Remexendo o Passado- Jugurta de Carvalho Lisboa



    O ser humano, como quase todo animal, traz na massa do sangue a tendência que o caracteriza como um ser gregário. Eu me incluo neste contexto. Sinto que não nasci para ser ilha. No meu dia-a-dia, uma das coisas que me dão prazer é o relacionamento com a família e com pessoas, de modo geral. Com o advento da Internet, então, eu tenho me dedicado ao reencontro de amigos distantes, não só pelo passar dos anos, como pelas distâncias geográficas. Outra oportunidade que esse veículo de comunicação nos permite é ampliar nosso rol de contatos virtuais e isto tem acontecido comigo. Através de e-mails e redes sociais, não só ampliei meu grupo de amigos, como tenho batido papo, em tempo real, com familiares e conhecidos, tanto dentro do país, como no exterior.
    Acabo de soprar minha octogésima velinha; portanto, sou um legítimo representante da terceira idade. Felizmente meus neurônios ainda permitem que eu me lembre de fatos, pessoas, lugares e tantas outras coisas, aparentemente, perdidas no tempo. Como exemplo disso, quero relatar o fato que segue.
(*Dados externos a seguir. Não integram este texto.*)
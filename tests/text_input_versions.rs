mod helpers;

use helpers::{enabled_v3, find, int, names, object, text, uint, TestServer};

use imbridge::{BridgeState, ContentHints, ContentPurpose, Rect, TextInputLike, TextInputVersion};

#[test]
fn v3_state_is_forwarded_on_commit() {
    let mut server = TestServer::new();
    let mut ime = server.add_client();
    let im = ime.input_method_v2();
    let (mut app, _, text_input) = enabled_v3(&mut server);
    let _ = ime.events();

    app.request(text_input, "set_surrounding_text", vec![text("hello"), int(5), int(5)]);
    // pin
    app.request(text_input, "set_content_type", vec![uint(0), uint(9)]);
    server.roundtrip(&mut app);
    // pending until the commit
    assert!(ime.events().is_empty());

    app.request(text_input, "commit", vec![]);
    let events = server.roundtrip(&mut app);
    assert_eq!(find(&events, text_input, "done")[0].uint(0), 2);
    let events = ime.events();
    assert_eq!(
        names(&events, im),
        ["surrounding_text", "text_change_cause", "content_type", "done"]
    );
    let content_type = &find(&events, im, "content_type")[0];
    assert_eq!((content_type.uint(0), content_type.uint(1)), (0, 9));

    let state = server.core.active_text_input().unwrap().current_state();
    assert_eq!(state.surrounding_text, "hello");
    assert_eq!(state.content_purpose, ContentPurpose::Pin);
}

#[test]
fn pin_becomes_password_for_input_method_v1() {
    let mut server = TestServer::new();
    let mut ime = server.add_client();
    let im = ime.input_method_v1();
    server.roundtrip(&mut ime);

    let mut app = server.add_client();
    let surface = app.surface();
    let text_input = app.text_input_v3();
    server.roundtrip(&mut app);
    server.focus(&app, Some(surface));
    app.request(text_input, "enable", vec![]);
    app.request(text_input, "set_content_type", vec![uint(0), uint(9)]);
    app.request(text_input, "commit", vec![]);
    server.roundtrip(&mut app);

    let events = ime.events();
    let context = find(&events, im, "activate")[0].object(0);
    assert_eq!(find(&events, context, "content_type")[0].uint(1), 8);
}

#[test]
fn v3_enable_resets_the_state() {
    let mut server = TestServer::new();
    let (mut app, _, text_input) = enabled_v3(&mut server);
    app.request(text_input, "set_surrounding_text", vec![text("abc"), int(1), int(1)]);
    app.request(text_input, "commit", vec![]);
    server.roundtrip(&mut app);

    app.request(text_input, "enable", vec![]);
    app.request(text_input, "commit", vec![]);
    server.roundtrip(&mut app);
    let state = server.core.active_text_input().unwrap().current_state();
    assert!(state.enabled);
    assert_eq!(state.surrounding_text, "");
}

#[test]
fn v3_disable_releases_the_input_method() {
    let mut server = TestServer::new();
    let mut ime = server.add_client();
    let im = ime.input_method_v2();
    let (mut app, _, text_input) = enabled_v3(&mut server);
    let _ = ime.events();

    app.request(text_input, "disable", vec![]);
    // not applied before the commit
    server.roundtrip(&mut app);
    assert!(ime.events().is_empty());
    app.request(text_input, "commit", vec![]);
    let events = server.roundtrip(&mut app);
    assert_eq!(names(&events, text_input), ["done"]);
    assert_eq!(names(&ime.events(), im), ["deactivate", "done"]);
    assert_eq!(server.core.bridge_state(), BridgeState::FocusedDisabled);
}

#[test]
fn v2_update_state_needs_the_last_serial() {
    let mut server = TestServer::new();
    let mut ime = server.add_client();
    let im = ime.input_method_v2();
    server.roundtrip(&mut ime);

    let mut app = server.add_client();
    let surface = app.surface();
    let text_input = app.text_input_v2();
    server.roundtrip(&mut app);
    server.focus(&app, Some(surface));
    assert_eq!(find(&app.events(), text_input, "enter")[0].uint(0), 1);

    app.request(text_input, "enable", vec![object(surface)]);
    server.roundtrip(&mut app);
    assert_eq!(server.core.bridge_state(), BridgeState::FocusedEnabledWithIm);
    let _ = ime.events();

    // applied at once, forwarded by update_state
    app.request(text_input, "set_surrounding_text", vec![text("abc"), int(3), int(3)]);
    server.roundtrip(&mut app);
    assert!(ime.events().is_empty());
    assert_eq!(server.core.active_text_input().unwrap().current_state().surrounding_text, "abc");

    app.request(text_input, "update_state", vec![uint(0), uint(0)]);
    server.roundtrip(&mut app);
    assert!(ime.events().is_empty());

    app.request(text_input, "update_state", vec![uint(1), uint(0)]);
    server.roundtrip(&mut app);
    assert_eq!(names(&ime.events(), im), ["surrounding_text", "text_change_cause", "done"]);

    // reset sends everything again
    app.request(text_input, "update_state", vec![uint(1), uint(2)]);
    server.roundtrip(&mut app);
    assert_eq!(
        names(&ime.events(), im),
        ["surrounding_text", "text_change_cause", "content_type", "done"]
    );
}

#[test]
fn v2_disable_deactivates() {
    let mut server = TestServer::new();
    let mut ime = server.add_client();
    let im = ime.input_method_v2();
    server.roundtrip(&mut ime);

    let mut app = server.add_client();
    let surface = app.surface();
    let text_input = app.text_input_v2();
    server.roundtrip(&mut app);
    server.focus(&app, Some(surface));
    app.request(text_input, "enable", vec![object(surface)]);
    server.roundtrip(&mut app);
    let _ = ime.events();

    app.request(text_input, "disable", vec![object(surface)]);
    server.roundtrip(&mut app);
    assert_eq!(names(&ime.events(), im), ["deactivate", "done"]);
    assert_eq!(server.core.bridge_state(), BridgeState::FocusedDisabled);
    // still entered
    assert!(app.events().is_empty());
}

#[test]
fn v1_only_enters_its_activated_surface() {
    let mut server = TestServer::new();
    let mut app = server.add_client();
    let first = app.surface();
    let second = app.surface();
    let seat = app.seat();
    let text_input = app.text_input_v1();
    server.roundtrip(&mut app);
    server.focus(&app, Some(second));
    assert!(app.events().is_empty());

    app.request(text_input, "activate", vec![object(seat), object(first)]);
    server.roundtrip(&mut app);
    assert!(app.events().is_empty());
    assert_eq!(server.core.bridge_state(), BridgeState::FocusedDisabled);

    server.focus(&app, Some(first));
    let events = app.events();
    assert_eq!(names(&events, text_input), ["enter"]);
    assert_eq!(events[0].object(0), first);
    // no input method bound
    assert_eq!(server.core.bridge_state(), BridgeState::FocusedEnabled);
    let active = server.core.active_text_input().unwrap();
    assert_eq!(active.version(), TextInputVersion::V1);
    assert_eq!(active.entered(), server.core.focused_surface());

    app.request(text_input, "deactivate", vec![object(seat)]);
    let events = server.roundtrip(&mut app);
    assert_eq!(names(&events, text_input), ["leave"]);
    assert_eq!(server.core.bridge_state(), BridgeState::FocusedDisabled);
}

#[test]
fn input_panel_state_reaches_legacy_text_inputs() {
    let mut server = TestServer::new();
    let mut app = server.add_client();
    let surface = app.surface();
    let text_input = app.text_input_v2();
    server.roundtrip(&mut app);
    server.focus(&app, Some(surface));
    app.request(text_input, "enable", vec![object(surface)]);
    app.request(text_input, "show_input_panel", vec![]);
    server.roundtrip(&mut app);
    assert!(server.core.input_panel_wanted());
    assert!(server.core.active_text_input().unwrap().input_panel_requested());

    let rect = Rect::new(0, 400, 800, 200);
    server.core.update_input_panel_state(server.backend.handle(), true, rect);
    server.flush();
    let events = app.events();
    let state = &find(&events, text_input, "input_panel_state")[0];
    assert_eq!(state.uint(0), 1);
    assert_eq!((state.int(1), state.int(2), state.int(3), state.int(4)), (0, 400, 800, 200));
    assert!(server.core.input_panel_state().visible);

    app.request(text_input, "hide_input_panel", vec![]);
    server.roundtrip(&mut app);
    assert!(!server.core.input_panel_wanted());
}

#[test]
fn v3_ignores_input_panel_state() {
    let mut server = TestServer::new();
    let (mut app, _, _) = enabled_v3(&mut server);
    server.core.update_input_panel_state(server.backend.handle(), true, Rect::new(0, 0, 10, 10));
    server.flush();
    assert!(app.events().is_empty());
    assert!(!server.core.input_panel_wanted());
}

#[test]
fn v3_state_reaches_a_legacy_context_unchanged() {
    let mut server = TestServer::new();
    let mut ime = server.add_client();
    let im = ime.input_method_v1();
    server.roundtrip(&mut ime);

    let mut app = server.add_client();
    let surface = app.surface();
    let text_input = app.text_input_v3();
    server.roundtrip(&mut app);
    server.focus(&app, Some(surface));
    app.request(text_input, "enable", vec![]);
    // "ö" takes bytes 8 and 9
    app.request(text_input, "set_surrounding_text", vec![text("héllo wörld"), int(3), int(10)]);
    // completion, auto capitalization, multiline; email
    app.request(text_input, "set_content_type", vec![uint(0x205), uint(6)]);
    app.request(text_input, "commit", vec![]);
    server.roundtrip(&mut app);

    let events = ime.events();
    let context = find(&events, im, "activate")[0].object(0);
    let surrounding = &find(&events, context, "surrounding_text")[0];
    assert_eq!(surrounding.string(0).as_deref(), Some("héllo wörld"));
    assert_eq!((surrounding.uint(1), surrounding.uint(2)), (3, 10));
    let content_type = &find(&events, context, "content_type")[0];
    assert_eq!((content_type.uint(0), content_type.uint(1)), (0x205, 6));

    // hidden text, sensitive data; date, one lower once Pin is skipped
    app.request(text_input, "set_content_type", vec![uint(0xc0), uint(10)]);
    app.request(text_input, "commit", vec![]);
    server.roundtrip(&mut app);
    let events = ime.events();
    assert_eq!(names(&events, context), ["content_type", "commit_state"]);
    let content_type = &find(&events, context, "content_type")[0];
    assert_eq!((content_type.uint(0), content_type.uint(1)), (0xc0, 9));
    assert_eq!(find(&events, context, "commit_state")[0].uint(0), 1);
}

#[test]
fn content_type_round_trip() {
    let mut server = TestServer::new();
    let mut ime = server.add_client();
    let im = ime.input_method_v2();
    let (mut app, _, text_input) = enabled_v3(&mut server);
    let _ = ime.events();

    let hints = ContentHints::SPELLCHECK
        | ContentHints::LOWERCASE
        | ContentHints::LATIN
        | ContentHints::MULTILINE;
    // terminal
    app.request(text_input, "set_content_type", vec![uint(hints.bits()), uint(13)]);
    app.request(text_input, "commit", vec![]);
    server.roundtrip(&mut app);

    let state = server.core.active_text_input().unwrap().current_state();
    assert_eq!(state.content_hints, hints);
    assert_eq!(state.content_purpose, ContentPurpose::Terminal);
    let events = ime.events();
    assert_eq!(names(&events, im), ["content_type", "done"]);
    let content_type = &find(&events, im, "content_type")[0];
    assert_eq!((content_type.uint(0), content_type.uint(1)), (hints.bits(), 13));
}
Tenho um tio afim, que reside há muitos anos no extremo sul do país. Enviou-me um e-mail, contendo um trabalho maravilhoso intitulado “Jamelão e a Orquestra Tabajara”, onde em uma série de discos girantes, aparece o nome da música em cada um; para ouvi-la basta clicar no disco escolhido.
    Para mim, foi uma agradável viagem no tempo. Ouvi todas as músicas. Jamelão e a Tabajara, quanta saudade! Voltei à Década de 50. Eu, ainda jovem, jamais perdi os programas que a Rádio Mayrink Veiga apresentava todos os domingos entre doze e treze horas. Estivesse eu, onde quer que fosse, aquele horário era sagrado. Chegava em casa, ligava o rádio e toda minha atenção era voltada para aquele momento musical.
    O programa iniciava com a Orquestra executando o prefixo costumeiro, destacando o solo de Severino Araújo ao clarinete. Daí em diante, o repertório selecionado para o dia, tendo à frente, aquele monstro sagrado, com sua voz metálica e característica, na interpretação do iluminado e saudoso Jamelão. A emoção era incontida.
    Os anos se passaram. Agora, entre a década de setenta e o ano dois mil. Eu, morando no Rio de Janeiro. O que eu antes ouvia pelo rádio, passei a assistir ao vivo. Quanta lembrança dos programas Seis e Meia, todas as sextas-feiras no Teatro João Caetano, na Praça Tiradentes! Durante a longa temporada, assisti a quase todos. Vi a Orquestra tocar em vários locais, entre eles, no Parque da Catacumba, na Lagoa Rodrigo de Freitas, onde a Tabajara fez várias apresentações. O local, todo gramado e ecologicamente preservado era a céu aberto. Principalmente ali, tive a oportunidade de conversar com vários músicos da grande Orquestra; entre os quais, Manuelzinho Araújo (trombone) Plínio (bateria), Jaime (sax-alto), Santos (trompete) e outros tantos.
    Quanto ao Jamelão, falei com ele algumas vezes. O último abraço que lhe dei, foi por ocasião de uma homenagem que recebera pela comemoração de seus oitenta e um anos, no Country Club de Jacarepaguá, a cem metros de onde eu morava. A sua presença naquele local, atraiu um grande número de pessoas, na maioria, da terceira idade, que compareceram para participar das homenagens. Uma das coisas que me chamou a atenção e até meio bizarra, foi a quantidade de pastel que ele comeu. Ele, não só demonstrou sua predileção por aquele tipo de salgadinho, como uma grande vitalidade, durante todo o tempo em que permaneceu naquele local, ouvindo os vários discursos em sua homenagem, como soltando sua voz inconfundível, acompanhado por alguns componentes da Verde e Rosa.
    Com essas lembranças, deixo aqui as pegadas do meu saudosismo e meu tributo à Orquestra Tabajara, na pessoa do seu grande líder, Severino Araújo, bem como ao imortalcrooner e o maior puxador de samba de todos os tempos, sua majestade, JAMELÃO.